Пианист барабанит по клавишам, наигрывает очередную дебильную песенку. Алан ритмично жует, восклицая: «Какой сочный! И главное, усилий не требуется, не приходится долго возиться, чтобы добраться до тельца. Таких крабов можно есть целиком, даже на тарелке ничего не остается…»
— Тебе нравится? — интересуется он.
— Трудно сказать, — мямлю я и, елозя крабом по тарелке, пытаюсь прикрыть его салатным листом и ломтиком сладкой репы.

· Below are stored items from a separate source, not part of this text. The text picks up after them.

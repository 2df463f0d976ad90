//! Effective-role resolution over the file hierarchy.
//!
//! The closest node carrying an explicit permission record for the user
//! decides the outcome. Only the *absence* of a record at a node lets the walk
//! continue to its parent; an insufficient record stops it, so a folder can
//! revoke access its ancestors would otherwise grant.

use crate::{
    backends::{BackendError, Backends},
    errors::{GatewayError, GatewayResult},
    models::{
        file::ROOT_PARENT,
        permission::{Permission, Role},
    },
};
use tracing::debug;

#[derive(Clone, Debug, PartialEq, Eq)]
pub enum Resolution {
    Granted {
        role: Role,
        /// The explicit record that granted access. `None` for ownership.
        record: Option<Permission>,
    },
    Denied,
}

impl Resolution {
    fn owner() -> Self {
        Resolution::Granted {
            role: Role::Owner,
            record: None,
        }
    }

    pub fn role(&self) -> Role {
        match self {
            Resolution::Granted { role, .. } => *role,
            Resolution::Denied => Role::None,
        }
    }

    pub fn allows(&self, required: Role) -> bool {
        matches!(self, Resolution::Granted { role, .. } if role.satisfies(required))
    }
}

/// What one level of the hierarchy says about the user.
#[derive(Debug)]
enum LevelOutcome {
    Granted(Permission),
    Denied,
    /// No record for the user at this node.
    Unset,
}

#[derive(Clone)]
pub struct PermissionResolver {
    backends: Backends,
    max_depth: usize,
}

impl PermissionResolver {
    pub fn new(backends: Backends, max_depth: usize) -> Self {
        Self {
            backends,
            max_depth: max_depth.max(1),
        }
    }

    /// Resolve the role `user_id` holds on `file_id` for an operation that
    /// needs `required`.
    pub async fn resolve(
        &self,
        user_id: &str,
        file_id: &str,
        required: Role,
    ) -> GatewayResult<Resolution> {
        if file_id == ROOT_PARENT {
            return Ok(Resolution::owner());
        }

        let file = self.backends.metadata.get_file_by_id(file_id).await?;
        if file.owner_id == user_id {
            return Ok(Resolution::owner());
        }

        let mut node = file.id;
        let mut parent = file.parent_id;
        for _ in 0..self.max_depth {
            match self.level(user_id, &node, required).await? {
                LevelOutcome::Granted(record) => {
                    debug!("{} granted {} on {} via {}", user_id, record.role, file_id, node);
                    return Ok(Resolution::Granted {
                        role: record.role,
                        record: Some(record),
                    });
                }
                LevelOutcome::Denied => {
                    debug!("{} denied on {} by record at {}", user_id, file_id, node);
                    return Ok(Resolution::Denied);
                }
                LevelOutcome::Unset => {}
            }

            if parent == ROOT_PARENT {
                return Ok(Resolution::Denied);
            }
            let next = self.backends.metadata.get_file_by_id(&parent).await?;
            node = next.id;
            parent = next.parent_id;
        }

        Err(GatewayError::Internal(format!(
            "permission walk for {} exceeded {} levels",
            file_id, self.max_depth
        )))
    }

    /// Resolve and turn anything short of `required` into `Forbidden`.
    pub async fn authorize(
        &self,
        user_id: &str,
        file_id: &str,
        required: Role,
    ) -> GatewayResult<Resolution> {
        let resolution = self.resolve(user_id, file_id, required).await?;
        if resolution.allows(required) {
            Ok(resolution)
        } else {
            Err(GatewayError::Forbidden(format!(
                "{} role required on {}, caller has {}",
                required,
                file_id,
                resolution.role()
            )))
        }
    }

    async fn level(&self, user_id: &str, node: &str, required: Role) -> GatewayResult<LevelOutcome> {
        let permissions = &self.backends.permissions;
        match permissions.is_permitted(node, user_id, required).await {
            Ok(true) => {
                let record = permissions.get_permission(node, user_id).await?;
                Ok(LevelOutcome::Granted(record))
            }
            Ok(false) => Ok(LevelOutcome::Denied),
            Err(BackendError::NotFound(_)) => Ok(LevelOutcome::Unset),
            Err(err) => Err(err.into()),
        }
    }
}

#[cfg(test)]
mod tests {
    use super::*;
    use crate::test_support::FakeCloud;

    fn resolver(cloud: &FakeCloud) -> PermissionResolver {
        PermissionResolver::new(cloud.backends(), 16)
    }

    #[tokio::test]
    async fn root_is_owned_without_backend_calls() {
        let cloud = FakeCloud::new();
        let resolution = resolver(&cloud).resolve("anyone", "", Role::Write).await.unwrap();

        assert_eq!(resolution.role(), Role::Owner);
        assert!(cloud.events().is_empty());
    }

    #[tokio::test]
    async fn owner_wins_over_records() {
        let cloud = FakeCloud::new();
        let file = cloud.add_file("alice", "", "doc", 1);
        cloud.grant(&file.id, "alice", Role::Read);

        let resolution = resolver(&cloud)
            .resolve("alice", &file.id, Role::Write)
            .await
            .unwrap();
        assert_eq!(resolution, Resolution::owner());
    }

    #[tokio::test]
    async fn absent_record_climbs_to_parent_grant() {
        let cloud = FakeCloud::new();
        let parent = cloud.add_folder("alice", "", "shared");
        let file = cloud.add_file("alice", &parent.id, "doc", 1);
        cloud.grant(&parent.id, "bob", Role::Read);

        let resolution = resolver(&cloud)
            .resolve("bob", &file.id, Role::Read)
            .await
            .unwrap();
        match resolution {
            Resolution::Granted { role, record } => {
                assert_eq!(role, Role::Read);
                assert_eq!(record.map(|r| r.file_id), Some(parent.id));
            }
            Resolution::Denied => panic!("expected a grant"),
        }
    }

    #[tokio::test]
    async fn explicit_record_stops_the_walk() {
        let cloud = FakeCloud::new();
        let parent = cloud.add_folder("alice", "", "shared");
        let file = cloud.add_file("alice", &parent.id, "doc", 1);
        cloud.grant(&file.id, "bob", Role::Read);
        cloud.grant(&parent.id, "bob", Role::Write);

        let resolution = resolver(&cloud)
            .resolve("bob", &file.id, Role::Write)
            .await
            .unwrap();
        assert_eq!(resolution, Resolution::Denied);

        let checked_parent = cloud
            .events()
            .iter()
            .any(|e| e == &format!("is_permitted:{}", parent.id));
        assert!(!checked_parent, "walk must not reach the parent");
    }

    #[tokio::test]
    async fn no_record_anywhere_is_denied() {
        let cloud = FakeCloud::new();
        let parent = cloud.add_folder("alice", "", "private");
        let file = cloud.add_file("alice", &parent.id, "doc", 1);

        let resolution = resolver(&cloud)
            .resolve("bob", &file.id, Role::Read)
            .await
            .unwrap();
        assert_eq!(resolution, Resolution::Denied);
        assert!(resolver(&cloud).authorize("bob", &file.id, Role::Read).await.is_err());
    }

    #[tokio::test]
    async fn cyclic_parent_chain_is_bounded() {
        let cloud = FakeCloud::new();
        let a = cloud.add_folder("alice", "", "a");
        let b = cloud.add_folder("alice", &a.id, "b");
        cloud.set_parent(&a.id, &b.id);

        let err = PermissionResolver::new(cloud.backends(), 8)
            .resolve("bob", &b.id, Role::Read)
            .await
            .unwrap_err();
        assert!(matches!(err, GatewayError::Internal(_)));
    }

    #[tokio::test]
    async fn backend_failures_surface_as_upstream() {
        let cloud = FakeCloud::new();
        let file = cloud.add_file("alice", "", "doc", 1);
        cloud.fail_permission_checks();

        let err = resolver(&cloud)
            .resolve("bob", &file.id, Role::Read)
            .await
            .unwrap_err();
        assert!(matches!(err, GatewayError::Upstream(BackendError::Unavailable(_))));
    }
}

Я вдруг вспоминаю про свой мизинец, такой же беззащитный, как этот несчастный краб, которого я уже ни за что не смогу съесть. Чтобы не обидеть Алана, я старательно поддерживаю беседу, задаю уместные вопросы, показываю, что он мне интересен. Спрашиваю, чем он занимается. Выясняется, что сфера его деятельности — импорт и экспорт. В частности, он закупает во Франции колготки, а потом продает их в Штатах, недорогие колготки, для супермаркетов. Тема колготок мне очень близка. Они у меня все время ползут, постоянно приходится в срочном порядке покупать новые. Я живо интересуюсь спецификой колготочного бизнеса. Алан рассказывает, что доволен своей работой, что она весьма прибыльна. Если повезет, можно заработать двадцать штук за полдня. В офисе он не расстается с телефонной трубкой, все решается по телефону — ни минуты покоя! Зато он сам себе хозяин. Ни от кого не зависит. Может, скажем, в любую минуту уехать в Мэн покататься на яхте. Работать на себя приятнее всего. Компании со сложной иерархической структурой — не для него. В этом я с ним солидарна.